*** Begin section ***
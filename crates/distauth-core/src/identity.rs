//! # Normalization and Distributor Identity
//!
//! Every string that takes part in an authorization decision goes through
//! [`normalize`] exactly once, at the boundary where it becomes a typed
//! value. Downstream code compares typed values only, so a raw, mixed-case
//! or padded string can never reach the catalog, the registry or the
//! matching rule.
//!
//! ## Normalization
//!
//! `normalize` strips every whitespace character (not just the ends) and
//! uppercases the rest:
//!
//! ```
//! use distauth_core::normalize;
//!
//! assert_eq!(normalize(" Ile de France "), "ILEDEFRANCE");
//! assert_eq!(normalize(&normalize("paris")), normalize("PARIS"));
//! ```

use serde::{Deserialize, Serialize};

use crate::error::ValidationError;

/// Normalize a raw identifier: drop all whitespace, then uppercase.
///
/// Idempotent, and insensitive to case and whitespace placement.
pub fn normalize(raw: &str) -> String {
    raw.chars()
        .filter(|c| !c.is_whitespace())
        .flat_map(char::to_uppercase)
        .collect()
}

/// Implement `Deserialize` for string newtypes by routing the raw string
/// through the type's `new()` constructor, so a deserialized value is
/// normalized (and validated) exactly like a constructed one.
macro_rules! impl_normalizing_deserialize {
    ($ty:ident) => {
        impl<'de> Deserialize<'de> for $ty {
            fn deserialize<D>(deserializer: D) -> Result<Self, D::Error>
            where
                D: serde::Deserializer<'de>,
            {
                let raw = String::deserialize(deserializer)?;
                Self::new(&raw).map_err(serde::de::Error::custom)
            }
        }
    };
}

pub(crate) use impl_normalizing_deserialize;

/// Normalized, non-empty distributor name.
#[derive(Debug, Clone, PartialEq, Eq, Hash, PartialOrd, Ord, Serialize)]
pub struct DistributorName(String);

impl DistributorName {
    /// Normalize and validate a raw distributor name.
    pub fn new(raw: &str) -> Result<Self, ValidationError> {
        let name = normalize(raw);
        if name.is_empty() {
            return Err(ValidationError::EmptyDistributorName);
        }
        Ok(Self(name))
    }

    /// The normalized name.
    pub fn as_str(&self) -> &str {
        &self.0
    }
}

impl_normalizing_deserialize!(DistributorName);

impl std::fmt::Display for DistributorName {
    fn fmt(&self, f: &mut std::fmt::Formatter<'_>) -> std::fmt::Result {
        f.write_str(&self.0)
    }
}

impl std::str::FromStr for DistributorName {
    type Err = ValidationError;

    fn from_str(s: &str) -> Result<Self, Self::Err> {
        Self::new(s)
    }
}

impl AsRef<str> for DistributorName {
    fn as_ref(&self) -> &str {
        &self.0
    }
}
*** End section ***
### ABOUT THIS EXERCISE
Return the listing in full, exactly.

### RESPONSE
filename crates/distauth-core/src/identity.rs
//! # Normalization and Distributor Identity
//!
//! Every string that takes part in an authorization decision goes through
//! [`normalize`] exactly once, at the boundary where it becomes a typed
//! value. Downstream code compares typed values only, so a raw, mixed-case
//! or padded string can never reach the catalog, the registry or the
//! matching rule.
//!
//! ## Normalization
//!
//! `normalize` strips every whitespace character (not just the ends) and
//! uppercases the rest:
//!
//! ```
//! use distauth_core::normalize;
//!
//! assert_eq!(normalize(" Ile de France "), "ILEDEFRANCE");
//! assert_eq!(normalize(&normalize("paris")), normalize("PARIS"));
//! ```

use serde::{Deserialize, Serialize};

use crate::error::ValidationError;

/// Normalize a raw identifier: drop all whitespace, then uppercase.
///
/// Idempotent, and insensitive to case and whitespace placement.
pub fn normalize(raw: &str) -> String {
    raw.chars()
        .filter(|c| !c.is_whitespace())
        .flat_map(char::to_uppercase)
        .collect()
}

/// Implement `Deserialize` for string newtypes by routing the raw string
/// through the type's `new()` constructor, so a deserialized value is
/// normalized (and validated) exactly like a constructed one.
macro_rules! impl_normalizing_deserialize {
    ($ty:ident) => {
        impl<'de> Deserialize<'de> for $ty {
            fn deserialize<D>(deserializer: D) -> Result<Self, D::Error>
            where
                D: serde::Deserializer<'de>,
            {
                let raw = String::deserialize(deserializer)?;
                Self::new(&raw).map_err(serde::de::Error::custom)
            }
        }
    };
}

pub(crate) use impl_normalizing_deserialize;

/// Normalized, non-empty distributor name.
#[derive(Debug, Clone, PartialEq, Eq, Hash, PartialOrd, Ord, Serialize)]
pub struct DistributorName(String);

impl DistributorName {
    /// Normalize and validate a raw distributor name.
    pub fn new(raw: &str) -> Result<Self, ValidationError> {
        let name = normalize(raw);
        if name.is_empty() {
            return Err(ValidationError::EmptyDistributorName);
        }
        Ok(Self(name))
    }

    /// The normalized name.
    pub fn as_str(&self) -> &str {
        &self.0
    }
}

impl_normalizing_deserialize!(DistributorName);

impl std::fmt::Display for DistributorName {
    fn fmt(&self, f: &mut std::fmt::Formatter<'_>) -> std::fmt::Result {
        f.write_str(&self.0)
    }
}

impl std::str::FromStr for DistributorName {
    type Err = ValidationError;

    fn from_str(s: &str) -> Result<Self, Self::Err> {
        Self::new(s)
    }
}

impl AsRef<str> for DistributorName {
    fn as_ref(&self) -> &str {
        &self.0
    }
}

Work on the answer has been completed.